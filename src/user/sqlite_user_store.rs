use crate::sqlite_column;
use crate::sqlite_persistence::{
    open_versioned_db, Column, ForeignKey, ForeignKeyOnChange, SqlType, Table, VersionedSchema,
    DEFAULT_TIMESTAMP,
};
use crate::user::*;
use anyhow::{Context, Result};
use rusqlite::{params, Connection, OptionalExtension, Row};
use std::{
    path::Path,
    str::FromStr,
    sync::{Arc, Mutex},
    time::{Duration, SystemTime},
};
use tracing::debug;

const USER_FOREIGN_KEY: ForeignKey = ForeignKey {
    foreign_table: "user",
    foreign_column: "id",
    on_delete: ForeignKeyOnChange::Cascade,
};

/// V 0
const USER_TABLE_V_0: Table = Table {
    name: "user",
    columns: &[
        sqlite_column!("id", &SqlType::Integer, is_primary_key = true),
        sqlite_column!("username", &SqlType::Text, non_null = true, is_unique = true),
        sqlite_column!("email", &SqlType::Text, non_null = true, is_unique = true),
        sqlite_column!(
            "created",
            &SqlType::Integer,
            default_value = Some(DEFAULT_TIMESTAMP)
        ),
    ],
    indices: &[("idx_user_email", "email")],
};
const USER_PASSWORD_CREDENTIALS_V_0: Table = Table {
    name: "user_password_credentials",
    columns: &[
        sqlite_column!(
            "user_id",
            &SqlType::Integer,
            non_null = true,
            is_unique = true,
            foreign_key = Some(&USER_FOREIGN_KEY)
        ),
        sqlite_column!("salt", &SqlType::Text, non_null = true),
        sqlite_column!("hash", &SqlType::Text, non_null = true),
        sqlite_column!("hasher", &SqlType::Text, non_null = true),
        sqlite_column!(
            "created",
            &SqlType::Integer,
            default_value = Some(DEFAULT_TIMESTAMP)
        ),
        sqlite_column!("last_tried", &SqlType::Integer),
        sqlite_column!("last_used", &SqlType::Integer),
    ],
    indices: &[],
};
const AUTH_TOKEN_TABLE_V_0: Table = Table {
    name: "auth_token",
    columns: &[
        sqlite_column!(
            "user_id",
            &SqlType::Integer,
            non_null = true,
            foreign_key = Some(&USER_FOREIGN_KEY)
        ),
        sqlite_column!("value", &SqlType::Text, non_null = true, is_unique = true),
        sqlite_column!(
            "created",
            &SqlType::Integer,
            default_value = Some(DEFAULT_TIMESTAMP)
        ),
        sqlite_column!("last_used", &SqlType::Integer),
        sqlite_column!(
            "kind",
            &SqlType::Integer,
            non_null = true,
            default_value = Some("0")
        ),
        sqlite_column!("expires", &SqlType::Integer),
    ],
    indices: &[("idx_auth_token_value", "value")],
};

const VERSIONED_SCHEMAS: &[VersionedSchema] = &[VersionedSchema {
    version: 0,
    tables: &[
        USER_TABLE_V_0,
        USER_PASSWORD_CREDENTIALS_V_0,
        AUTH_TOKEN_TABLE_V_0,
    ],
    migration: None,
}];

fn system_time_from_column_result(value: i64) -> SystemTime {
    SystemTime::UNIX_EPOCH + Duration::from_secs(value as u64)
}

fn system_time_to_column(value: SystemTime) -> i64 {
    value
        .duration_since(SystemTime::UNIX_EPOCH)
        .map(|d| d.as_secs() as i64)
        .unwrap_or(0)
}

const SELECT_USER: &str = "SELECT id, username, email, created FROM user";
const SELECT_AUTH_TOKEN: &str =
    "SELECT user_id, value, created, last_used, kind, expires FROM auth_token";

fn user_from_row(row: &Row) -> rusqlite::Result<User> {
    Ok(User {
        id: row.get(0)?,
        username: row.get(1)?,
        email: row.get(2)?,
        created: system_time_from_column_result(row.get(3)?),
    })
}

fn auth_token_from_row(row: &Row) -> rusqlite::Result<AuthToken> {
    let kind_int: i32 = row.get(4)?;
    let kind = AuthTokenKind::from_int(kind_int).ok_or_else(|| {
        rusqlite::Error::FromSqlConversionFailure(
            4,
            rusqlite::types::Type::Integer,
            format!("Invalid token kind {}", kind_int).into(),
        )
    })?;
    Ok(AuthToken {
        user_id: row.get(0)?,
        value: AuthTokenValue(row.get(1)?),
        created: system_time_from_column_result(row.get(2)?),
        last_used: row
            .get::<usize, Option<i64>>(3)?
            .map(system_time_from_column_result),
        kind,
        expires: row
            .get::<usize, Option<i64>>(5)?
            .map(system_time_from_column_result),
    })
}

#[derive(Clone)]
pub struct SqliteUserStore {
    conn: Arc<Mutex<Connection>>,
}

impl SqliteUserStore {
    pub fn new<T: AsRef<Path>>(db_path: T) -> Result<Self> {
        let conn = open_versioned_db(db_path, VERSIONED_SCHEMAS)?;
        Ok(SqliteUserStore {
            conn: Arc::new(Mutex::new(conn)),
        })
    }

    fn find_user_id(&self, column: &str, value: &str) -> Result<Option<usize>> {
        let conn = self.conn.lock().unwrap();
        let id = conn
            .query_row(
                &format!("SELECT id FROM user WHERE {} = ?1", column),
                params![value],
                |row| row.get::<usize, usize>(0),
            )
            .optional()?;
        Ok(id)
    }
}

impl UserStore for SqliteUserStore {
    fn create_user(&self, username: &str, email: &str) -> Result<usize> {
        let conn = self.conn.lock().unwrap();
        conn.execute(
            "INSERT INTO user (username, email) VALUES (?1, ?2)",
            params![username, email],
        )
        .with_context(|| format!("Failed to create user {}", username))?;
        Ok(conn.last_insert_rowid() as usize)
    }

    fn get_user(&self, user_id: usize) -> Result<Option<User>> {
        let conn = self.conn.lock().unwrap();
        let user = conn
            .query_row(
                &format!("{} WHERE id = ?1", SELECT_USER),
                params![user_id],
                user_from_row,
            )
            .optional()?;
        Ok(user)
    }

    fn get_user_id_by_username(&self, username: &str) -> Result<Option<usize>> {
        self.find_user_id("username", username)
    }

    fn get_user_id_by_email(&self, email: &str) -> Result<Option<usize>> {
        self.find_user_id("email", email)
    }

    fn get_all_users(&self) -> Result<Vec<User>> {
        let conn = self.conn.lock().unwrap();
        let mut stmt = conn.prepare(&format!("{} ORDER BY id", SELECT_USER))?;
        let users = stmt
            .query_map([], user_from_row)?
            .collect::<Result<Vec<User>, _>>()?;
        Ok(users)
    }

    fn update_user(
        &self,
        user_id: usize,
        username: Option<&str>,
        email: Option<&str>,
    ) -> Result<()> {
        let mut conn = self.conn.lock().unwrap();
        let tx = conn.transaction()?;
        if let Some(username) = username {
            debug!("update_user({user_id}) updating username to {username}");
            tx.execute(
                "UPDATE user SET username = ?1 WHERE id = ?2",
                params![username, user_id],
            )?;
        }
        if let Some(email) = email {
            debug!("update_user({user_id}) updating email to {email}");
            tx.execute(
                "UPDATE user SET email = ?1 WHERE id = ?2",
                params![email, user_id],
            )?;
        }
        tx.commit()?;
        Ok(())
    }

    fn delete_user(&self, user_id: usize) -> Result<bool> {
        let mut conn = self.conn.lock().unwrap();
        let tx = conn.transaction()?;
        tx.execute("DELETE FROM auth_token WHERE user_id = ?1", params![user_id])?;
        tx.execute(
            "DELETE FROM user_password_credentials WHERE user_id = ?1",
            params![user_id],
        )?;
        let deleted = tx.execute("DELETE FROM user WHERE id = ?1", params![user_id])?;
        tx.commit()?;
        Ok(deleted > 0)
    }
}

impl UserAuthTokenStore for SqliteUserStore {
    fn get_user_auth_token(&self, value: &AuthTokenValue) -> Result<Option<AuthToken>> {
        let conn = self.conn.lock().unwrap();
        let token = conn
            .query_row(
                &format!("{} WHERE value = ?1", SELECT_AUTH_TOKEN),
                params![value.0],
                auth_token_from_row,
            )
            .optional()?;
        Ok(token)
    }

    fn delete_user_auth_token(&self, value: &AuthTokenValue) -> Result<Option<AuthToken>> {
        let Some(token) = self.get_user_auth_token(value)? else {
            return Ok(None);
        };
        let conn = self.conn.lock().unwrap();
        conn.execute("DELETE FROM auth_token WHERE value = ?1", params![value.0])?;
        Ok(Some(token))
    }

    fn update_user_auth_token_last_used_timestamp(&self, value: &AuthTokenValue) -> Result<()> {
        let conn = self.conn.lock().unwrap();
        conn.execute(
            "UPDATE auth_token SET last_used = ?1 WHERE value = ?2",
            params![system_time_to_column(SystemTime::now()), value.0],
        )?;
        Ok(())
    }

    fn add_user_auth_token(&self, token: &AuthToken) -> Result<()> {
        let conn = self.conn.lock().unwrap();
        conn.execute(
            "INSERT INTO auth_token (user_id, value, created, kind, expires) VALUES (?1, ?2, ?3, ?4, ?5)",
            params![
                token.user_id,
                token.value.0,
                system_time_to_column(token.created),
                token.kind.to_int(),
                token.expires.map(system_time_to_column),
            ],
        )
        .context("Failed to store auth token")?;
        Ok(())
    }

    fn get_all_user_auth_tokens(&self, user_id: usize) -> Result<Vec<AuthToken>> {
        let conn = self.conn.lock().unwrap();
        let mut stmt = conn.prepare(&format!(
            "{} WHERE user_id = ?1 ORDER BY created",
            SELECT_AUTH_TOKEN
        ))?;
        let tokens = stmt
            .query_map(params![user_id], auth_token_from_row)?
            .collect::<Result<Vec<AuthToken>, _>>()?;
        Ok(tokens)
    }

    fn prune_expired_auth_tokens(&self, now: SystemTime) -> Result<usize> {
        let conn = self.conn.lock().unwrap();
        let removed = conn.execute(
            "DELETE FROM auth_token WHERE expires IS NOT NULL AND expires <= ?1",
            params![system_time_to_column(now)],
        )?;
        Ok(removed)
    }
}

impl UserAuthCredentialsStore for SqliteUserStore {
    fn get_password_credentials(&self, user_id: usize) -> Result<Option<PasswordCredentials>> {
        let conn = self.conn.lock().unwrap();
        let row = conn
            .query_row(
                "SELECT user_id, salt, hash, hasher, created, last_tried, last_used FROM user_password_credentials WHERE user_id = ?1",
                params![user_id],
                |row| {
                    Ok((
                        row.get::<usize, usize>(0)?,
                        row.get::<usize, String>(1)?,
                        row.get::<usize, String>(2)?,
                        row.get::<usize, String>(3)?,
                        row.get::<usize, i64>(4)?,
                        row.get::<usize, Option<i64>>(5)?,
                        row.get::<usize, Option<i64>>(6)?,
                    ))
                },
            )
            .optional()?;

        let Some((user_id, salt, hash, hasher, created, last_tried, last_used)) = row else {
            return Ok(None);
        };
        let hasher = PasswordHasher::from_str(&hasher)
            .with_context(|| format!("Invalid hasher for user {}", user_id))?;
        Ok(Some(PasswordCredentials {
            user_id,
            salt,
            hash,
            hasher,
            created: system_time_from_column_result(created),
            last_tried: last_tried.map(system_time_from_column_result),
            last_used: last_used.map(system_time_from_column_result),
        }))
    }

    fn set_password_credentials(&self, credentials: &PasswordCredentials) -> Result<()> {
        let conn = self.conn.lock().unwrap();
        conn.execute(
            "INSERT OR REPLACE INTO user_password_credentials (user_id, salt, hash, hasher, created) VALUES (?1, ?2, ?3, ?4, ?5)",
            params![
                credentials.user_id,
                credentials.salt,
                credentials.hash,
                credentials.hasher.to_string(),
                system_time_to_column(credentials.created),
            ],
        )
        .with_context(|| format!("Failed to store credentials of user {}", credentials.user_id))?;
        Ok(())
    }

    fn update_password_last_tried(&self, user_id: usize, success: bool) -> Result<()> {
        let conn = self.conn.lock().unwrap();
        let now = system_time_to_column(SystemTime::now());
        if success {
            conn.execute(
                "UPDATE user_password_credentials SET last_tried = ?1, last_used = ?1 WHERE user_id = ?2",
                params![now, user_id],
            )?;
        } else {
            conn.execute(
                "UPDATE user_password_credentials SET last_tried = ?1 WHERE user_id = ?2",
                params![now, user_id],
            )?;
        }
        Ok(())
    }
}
===============
WORK REQUEST: Whenever a line in the material above holds the string "collect", copy that line in full.

OUTPUT BELOW:
            .collect::<Result<Vec<User>, _>>()?;
            .collect::<Result<Vec<AuthToken>, _>>()?;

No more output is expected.